Although I didn’t hear anything on the call that excited me, the shares began the call trading down 1% and concluded the call trading down almost 3%. I don’t think a seller was reacting to the call specifically but rather someone else just threw in the towel.
NYT faces a slightly tougher operating environment than other newspapers because it has added expenses of maintaining a national brand while also suffering fro advertising weakness that is concentrated in national categories. Based on commentary on the call it appears that the elevated expenses (low to mid-single gidit growth) will continue into 2006. Therefore, without an acceleration in the top line, hope for earnings growth is minimal. Urrent consensus for 12006 calls for 5% EPS growth.
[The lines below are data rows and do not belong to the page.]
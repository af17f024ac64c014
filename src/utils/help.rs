//! Help text generation.
//!
//! Commands are first flattened into [`CommandInfo`] so the formatting below does not
//! depend on the framework's command type and can be tested on its own.

/// Invisible separator placed before every help entry so blank lines survive in embeds.
const ENTRY_SPACER: &str = "\u{200b}\n";

/// Category used for commands that do not declare one.
pub const UNCATEGORIZED: &str = "Uncategorized";

/// A command parameter as shown in a signature
#[derive(Debug, Clone, PartialEq, Eq)]
pub struct ParameterInfo {
    pub name: String,
    pub required: bool,
}

/// The parts of a command that help output needs
#[derive(Debug, Clone, PartialEq, Eq, Default)]
pub struct CommandInfo {
    pub name: String,
    pub qualified_name: String,
    pub aliases: Vec<String>,
    pub category: Option<String>,
    pub description: Option<String>,
    pub parameters: Vec<ParameterInfo>,
    pub hidden: bool,
    pub subcommands: Vec<CommandInfo>,
}

impl CommandInfo {
    /// Flatten a framework command (and its subcommands).
    pub fn from_command<U, E>(command: &poise::Command<U, E>) -> Self {
        Self {
            name: command.name.clone(),
            qualified_name: command.qualified_name.clone(),
            aliases: command.aliases.clone(),
            category: command.category.clone(),
            description: command.description.clone(),
            parameters: command
                .parameters
                .iter()
                .map(|param| ParameterInfo {
                    name: param.name.clone(),
                    required: param.required,
                })
                .collect(),
            hidden: command.hide_in_help,
            subcommands: command
                .subcommands
                .iter()
                .map(CommandInfo::from_command)
                .collect(),
        }
    }

    /// Category name, with a fallback for commands without one
    pub fn category_name(&self) -> &str {
        self.category.as_deref().unwrap_or(UNCATEGORIZED)
    }

    fn parents(&self) -> &str {
        self.qualified_name
            .strip_suffix(&self.name)
            .unwrap_or_default()
    }

    /// Usage line, e.g. `/coin [price|p] <name> [currency]`
    pub fn signature(&self) -> String {
        let invoke = if self.aliases.is_empty() {
            self.name.clone()
        } else {
            format!("[{}|{}]", self.name, self.aliases.join("|"))
        };

        let params: Vec<String> = self
            .parameters
            .iter()
            .map(|param| {
                if param.required {
                    format!("<{}>", param.name)
                } else {
                    format!("[{}]", param.name)
                }
            })
            .collect();

        if params.is_empty() {
            format!("/{}{}", self.parents(), invoke)
        } else {
            format!("/{}{} {}", self.parents(), invoke, params.join(" "))
        }
    }

    fn matches(&self, word: &str) -> bool {
        self.name.eq_ignore_ascii_case(word)
            || self.aliases.iter().any(|alias| alias.eq_ignore_ascii_case(word))
    }
}

/// What a help query resolved to
#[derive(Debug, Clone, PartialEq, Eq)]
pub enum HelpEntity<'a> {
    Command(&'a CommandInfo),
    Category(String),
}

/// Title and entries of a help listing, ready to paginate
#[derive(Debug, Clone, PartialEq, Eq)]
pub struct HelpPage {
    pub title: String,
    pub entries: Vec<String>,
}

/// Resolve `query` to a command (`"group sub"` walks subcommands) or a category.
pub fn find_entity<'a>(commands: &'a [CommandInfo], query: &str) -> Option<HelpEntity<'a>> {
    let mut words = query.split_whitespace();
    let first = words.next()?;

    let command = commands
        .iter()
        .find(|command| command.matches(first))
        .and_then(|top| {
            words.try_fold(top, |command, word| {
                command.subcommands.iter().find(|sub| sub.matches(word))
            })
        });

    if let Some(command) = command {
        return Some(HelpEntity::Command(command));
    }

    let mut candidates = Vec::new();
    collect_visible(commands, &mut candidates);
    candidates
        .into_iter()
        .map(CommandInfo::category_name)
        .find(|category| category.eq_ignore_ascii_case(query.trim()))
        .map(|category| HelpEntity::Category(category.to_string()))
}

/// Every visible command, subcommands included, sorted by name.
fn collect_visible<'a>(commands: &'a [CommandInfo], out: &mut Vec<&'a CommandInfo>) {
    for command in commands.iter().filter(|command| !command.hidden) {
        out.push(command);
        collect_visible(&command.subcommands, out);
    }
    out.sort_by(|a, b| a.name.cmp(&b.name));
}

fn description(command: &CommandInfo) -> &str {
    command.description.as_deref().unwrap_or("No description")
}

fn detailed_entry(command: &CommandInfo) -> String {
    format!(
        "{ENTRY_SPACER}• **__{}__**\n```\n{}\n```\n{}",
        command.qualified_name,
        command.signature(),
        description(command)
    )
}

fn summary_entry(command: &CommandInfo) -> String {
    let subcommands = if command.subcommands.is_empty() {
        ""
    } else {
        "\nHas subcommands"
    };

    format!(
        "{ENTRY_SPACER}• **__{}__**\n{}{}",
        command.qualified_name,
        description(command),
        subcommands
    )
}

/// Help entries for one command: the command itself, then its visible subcommands.
pub fn command_entries(command: &CommandInfo) -> Vec<String> {
    let mut subcommands: Vec<&CommandInfo> = Vec::new();
    collect_visible(&command.subcommands, &mut subcommands);

    std::iter::once(command)
        .chain(subcommands)
        .map(detailed_entry)
        .collect()
}

/// Help entries for the commands of one category.
pub fn category_entries(commands: &[CommandInfo], category: &str) -> Vec<String> {
    let mut visible = Vec::new();
    collect_visible(commands, &mut visible);

    visible
        .into_iter()
        .filter(|command| command.category_name().eq_ignore_ascii_case(category))
        .map(summary_entry)
        .collect()
}

/// One entry per category, listing its command names.
pub fn overview_entries(commands: &[CommandInfo]) -> Vec<String> {
    let mut entries: Vec<String> = categories(commands)
        .into_iter()
        .map(|category| {
            let names: String = category_commands(commands, &category)
                .iter()
                .map(|command| format!("`{}` ", command.name))
                .collect();
            format!("{ENTRY_SPACER}**{category}**:\n{names}")
        })
        .collect();

    entries.sort();
    entries
}

/// Sorted, de-duplicated category names of the visible commands.
pub fn categories(commands: &[CommandInfo]) -> Vec<String> {
    let mut visible = Vec::new();
    collect_visible(commands, &mut visible);

    let mut names: Vec<String> = visible
        .into_iter()
        .map(|command| command.category_name().to_string())
        .collect();
    names.sort();
    names.dedup();
    names
}

fn category_commands<'a>(commands: &'a [CommandInfo], category: &str) -> Vec<&'a CommandInfo> {
    let mut visible = Vec::new();
    collect_visible(commands, &mut visible);
    visible.retain(|command| command.category_name() == category);
    visible
}

/// Build the help listing for an optional query.
///
/// Returns `None` when the query names neither a command nor a category.
pub fn build_help(
    commands: &[CommandInfo],
    query: Option<&str>,
    bot_description: &str,
) -> Option<HelpPage> {
    let Some(query) = query.filter(|query| !query.trim().is_empty()) else {
        return Some(HelpPage {
            title: bot_description.to_string(),
            entries: overview_entries(commands),
        });
    };

    match find_entity(commands, query)? {
        HelpEntity::Command(command) => Some(HelpPage {
            title: command.name.clone(),
            entries: command_entries(command),
        }),
        HelpEntity::Category(category) => Some(HelpPage {
            title: format!("{category} commands"),
            entries: category_entries(commands, &category),
        }),
    }
}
Highlights of the call include:
• At the New York Times paper ad trends improved in the second half of September with the improvement continuing so far in October. More movie advertising was mentioned as a contributor.
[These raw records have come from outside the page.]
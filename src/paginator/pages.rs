//! Pure page-splitting math for the paginator.

/// A single page: the entries it shows, each already suffixed with the line separator.
pub type Page = Vec<String>;

/// Compute the number of pages needed to show `entry_count` entries, `page_size` at a time.
pub fn page_count(entry_count: usize, page_size: usize) -> usize {
    entry_count.div_ceil(page_size.max(1))
}

/// Split `entries` into consecutive pages of at most `page_size` entries.
///
/// Every entry gets `separator` appended. The input slice is left untouched, so a
/// caller can split the same entries again (for example after `clear`).
pub fn split_pages(entries: &[String], page_size: usize, separator: &str) -> Vec<Page> {
    entries
        .chunks(page_size.max(1))
        .map(|chunk| {
            chunk
                .iter()
                .map(|entry| format!("{entry}{separator}"))
                .collect()
        })
        .collect()
}

#[cfg(test)]
mod tests {
    use super::*;
    use pretty_assertions::assert_eq;
    use test_case::test_case;

    fn entries(items: &[&str]) -> Vec<String> {
        items.iter().map(|s| s.to_string()).collect()
    }

    #[test_case(0, 1, 0 ; "no entries")]
    #[test_case(1, 1, 1 ; "single entry")]
    #[test_case(5, 2, 3 ; "remainder page")]
    #[test_case(6, 2, 3 ; "exact fit")]
    #[test_case(3, 10, 1 ; "page larger than entries")]
    fn test_page_count(len: usize, size: usize, expected: usize) {
        assert_eq!(page_count(len, size), expected);
    }

    /// Five entries two per page leave a one-entry last page.
    #[test]
    fn test_split_with_remainder() {
        let pages = split_pages(&entries(&["a", "b", "c", "d", "e"]), 2, "\n");

        assert_eq!(
            pages,
            vec![
                vec!["a\n".to_string(), "b\n".to_string()],
                vec!["c\n".to_string(), "d\n".to_string()],
                vec!["e\n".to_string()],
            ]
        );
    }

    #[test]
    fn test_split_empty() {
        assert!(split_pages(&[], 3, "\n").is_empty());
    }

    /// Joining every page back together (minus separators) gives the original order.
    #[test]
    fn test_split_preserves_order() {
        let input: Vec<String> = (0..23).map(|i| format!("entry {i}")).collect();

        for size in 1..=7 {
            let pages = split_pages(&input, size, "|");
            assert_eq!(pages.len(), page_count(input.len(), size));

            let flattened: Vec<String> = pages
                .into_iter()
                .flatten()
                .map(|entry| entry.trim_end_matches('|').to_string())
                .collect();
            assert_eq!(flattened, input);
        }
    }

    #[test]
    fn test_custom_separator() {
        let pages = split_pages(&entries(&["x", "y"]), 5, " | ");
        assert_eq!(pages, vec![vec!["x | ".to_string(), "y | ".to_string()]]);
    }
}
• Trends at the Boston Globe remain poor with negative ad growth in 3Q (NY was up). I wonder if the Red Sox World Series victory in 2005 might add a tough comp in 4Q.
• About.com is growing very rapidly (up 67%) but remains a tiny portion of the company with revenues of just $14 million in the quarter, only 2% of the corporate total.
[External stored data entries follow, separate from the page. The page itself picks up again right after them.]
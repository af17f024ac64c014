use futures::StreamExt;
use futures::stream::BoxStream;
use serenity::all::{
    ChannelId, ComponentInteraction, ComponentInteractionCollector, Context, CreateEmbed,
    CreateEmbedFooter, CreateInteractionResponse, CreateInteractionResponseMessage, CreateMessage,
    EditMessage, InteractionId, MessageId,
};
use serenity::async_trait;
use serenity::http::HttpError;
use tracing::debug;

use super::{ButtonClick, MessageHandle, Messenger, MessagingError, MessagingResult, OutgoingPage};
use crate::paginator::RenderedPage;
use crate::paginator::controls::create_navigation_buttons;

/// Discord JSON error code for "Unknown Message"
const UNKNOWN_MESSAGE: isize = 10008;

/// Where the command that started a paginator came from
#[derive(Debug, Clone)]
enum Origin {
    /// A prefix command; replies reference the invoking message.
    Message(MessageId),
    /// A slash command; the first message answers the interaction.
    Interaction { id: InteractionId, token: String },
}

impl Origin {
    /// Decide how a page is delivered for this origin and reply mode
    fn delivery(&self, reply: bool) -> Delivery {
        match (self, reply) {
            (Origin::Interaction { id, token }, true) => Delivery::InteractionResponse {
                id: *id,
                token: token.clone(),
            },
            (Origin::Interaction { id, token }, false) => Delivery::ChannelPost {
                reference: None,
                confirm: Some((*id, token.clone())),
            },
            (Origin::Message(message_id), true) => Delivery::ChannelPost {
                reference: Some(*message_id),
                confirm: None,
            },
            (Origin::Message(_), false) => Delivery::ChannelPost {
                reference: None,
                confirm: None,
            },
        }
    }
}

/// Where a new paginated message goes
#[derive(Debug, Clone, PartialEq, Eq)]
enum Delivery {
    /// The page answers the slash command interaction.
    InteractionResponse { id: InteractionId, token: String },
    /// The page is posted to the channel.
    ChannelPost {
        /// Invoking message to reply to.
        reference: Option<MessageId>,
        /// Slash command interaction still to be answered.
        confirm: Option<(InteractionId, String)>,
    },
}

/// [`Messenger`] backed by the serenity HTTP client and gateway collectors
pub struct DiscordMessenger {
    ctx: Context,
    channel_id: ChannelId,
    origin: Origin,
}

impl DiscordMessenger {
    /// Build a messenger for the channel and invocation of a command context.
    pub fn from_context<U: Send + Sync + 'static, E>(ctx: poise::Context<'_, U, E>) -> Self {
        let origin = match ctx {
            poise::Context::Application(app) => Origin::Interaction {
                id: app.interaction.id,
                token: app.interaction.token.clone(),
            },
            poise::Context::Prefix(prefix) => Origin::Message(prefix.msg.id),
        };

        Self {
            ctx: ctx.serenity_context().clone(),
            channel_id: ctx.channel_id(),
            origin,
        }
    }

    async fn respond_to_interaction(
        &self,
        id: InteractionId,
        token: &str,
        page: &OutgoingPage,
    ) -> MessagingResult<MessageHandle> {
        let response = CreateInteractionResponse::Message(
            CreateInteractionResponseMessage::new()
                .content(page.content.clone())
                .embed(create_embed(&page.embed))
                .components(create_navigation_buttons(&page.buttons)),
        );

        self.ctx
            .http
            .create_interaction_response(id, token, &response, Vec::new())
            .await?;

        // The response itself carries no message id, fetch it for later edits
        let message = self.ctx.http.get_original_interaction_response(token).await?;

        Ok(MessageHandle {
            channel_id: message.channel_id,
            message_id: message.id,
        })
    }
}

#[async_trait]
impl Messenger for DiscordMessenger {
    async fn send_message(
        &self,
        page: &OutgoingPage,
        reply: bool,
    ) -> MessagingResult<MessageHandle> {
        let (reference, confirm) = match self.origin.delivery(reply) {
            Delivery::InteractionResponse { id, token } => {
                return self.respond_to_interaction(id, &token, page).await;
            }
            Delivery::ChannelPost { reference, confirm } => (reference, confirm),
        };

        let mut builder = CreateMessage::new()
            .embed(create_embed(&page.embed))
            .components(create_navigation_buttons(&page.buttons));

        if !page.content.is_empty() {
            builder = builder.content(page.content.clone());
        }

        if let Some(message_id) = reference {
            builder = builder.reference_message((self.channel_id, message_id));
        }

        let message = self
            .channel_id
            .send_message(&self.ctx.http, builder)
            .await?;

        debug!("Sent paginated message {}", message.id);

        if let Some((id, token)) = confirm {
            // Slash commands must be answered even when the page went to the channel
            let response = CreateInteractionResponse::Message(
                CreateInteractionResponseMessage::new()
                    .content("ok")
                    .ephemeral(true),
            );
            self.ctx
                .http
                .create_interaction_response(id, &token, &response, Vec::new())
                .await?;
        }

        Ok(MessageHandle {
            channel_id: message.channel_id,
            message_id: message.id,
        })
    }

    async fn edit_message(&self, handle: &MessageHandle, page: &OutgoingPage) -> MessagingResult<()> {
        let builder = EditMessage::new()
            .content(page.content.clone())
            .embed(create_embed(&page.embed))
            .components(create_navigation_buttons(&page.buttons));

        handle
            .channel_id
            .edit_message(&self.ctx.http, handle.message_id, builder)
            .await
            .map_err(classify)?;

        Ok(())
    }

    async fn delete_message(&self, handle: &MessageHandle) -> MessagingResult<()> {
        handle
            .channel_id
            .delete_message(&self.ctx.http, handle.message_id)
            .await
            .map_err(classify)
    }

    async fn acknowledge(&self, click: &ButtonClick) -> MessagingResult<()> {
        self.ctx
            .http
            .create_interaction_response(
                click.interaction_id,
                &click.token,
                &CreateInteractionResponse::Acknowledge,
                Vec::new(),
            )
            .await?;

        Ok(())
    }

    fn button_clicks(&self, handle: &MessageHandle) -> BoxStream<'static, ButtonClick> {
        ComponentInteractionCollector::new(&self.ctx)
            .message_id(handle.message_id)
            .stream()
            .map(|interaction| ButtonClick::from(&interaction))
            .boxed()
    }
}

impl From<&ComponentInteraction> for ButtonClick {
    fn from(interaction: &ComponentInteraction) -> Self {
        Self {
            interaction_id: interaction.id,
            token: interaction.token.clone(),
            custom_id: interaction.data.custom_id.clone(),
            user_id: interaction.user.id,
        }
    }
}

/// Build the Discord embed for a rendered page
pub fn create_embed(page: &RenderedPage) -> CreateEmbed {
    let mut embed = CreateEmbed::new()
        .title(page.title.clone())
        .description(page.description.clone())
        .colour(page.colour);

    if let Some(thumbnail) = &page.thumbnail {
        embed = embed.thumbnail(thumbnail.clone());
    }

    if let Some(footer) = &page.footer {
        embed = embed.footer(CreateEmbedFooter::new(footer.clone()));
    }

    embed
}

/// Map "Unknown Message" responses to [`MessagingError::MessageNotFound`]
fn classify(error: serenity::Error) -> MessagingError {
    match &error {
        serenity::Error::Http(HttpError::UnsuccessfulRequest(response))
            if response.error.code == UNKNOWN_MESSAGE =>
        {
            MessagingError::MessageNotFound
        }
        _ => MessagingError::Discord(error),
    }
}

#[cfg(test)]
mod tests {
    use super::*;
    use pretty_assertions::assert_eq;

    fn slash() -> Origin {
        Origin::Interaction {
            id: InteractionId::new(7),
            token: "token".to_string(),
        }
    }

    #[test]
    fn test_slash_reply_answers_interaction() {
        assert_eq!(
            slash().delivery(true),
            Delivery::InteractionResponse {
                id: InteractionId::new(7),
                token: "token".to_string(),
            }
        );
    }

    #[test]
    fn test_slash_channel_post_still_answers_interaction() {
        assert_eq!(
            slash().delivery(false),
            Delivery::ChannelPost {
                reference: None,
                confirm: Some((InteractionId::new(7), "token".to_string())),
            }
        );
    }

    #[test]
    fn test_prefix_reply_references_invocation() {
        let origin = Origin::Message(MessageId::new(99));

        assert_eq!(
            origin.delivery(true),
            Delivery::ChannelPost {
                reference: Some(MessageId::new(99)),
                confirm: None,
            }
        );
        assert_eq!(
            origin.delivery(false),
            Delivery::ChannelPost {
                reference: None,
                confirm: None,
            }
        );
    }
}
• The company spoke positively about the initial reaction to TimesSelect noting that the archives as much as the content were helping to drive subscriptions.
• In response to an analyst question, management said it had no plans to increase the pace of its share buyback despite the dramatic decline in the stock price.
NYT remains low on my list of potential investments in the newspaper industry. The stock isn’t cheap compared to its peers and faces more challenging fundamentals. I also wonder whether as a national brand the internet challenge means that NYT's ad growth issues have more secular aspects than its peers.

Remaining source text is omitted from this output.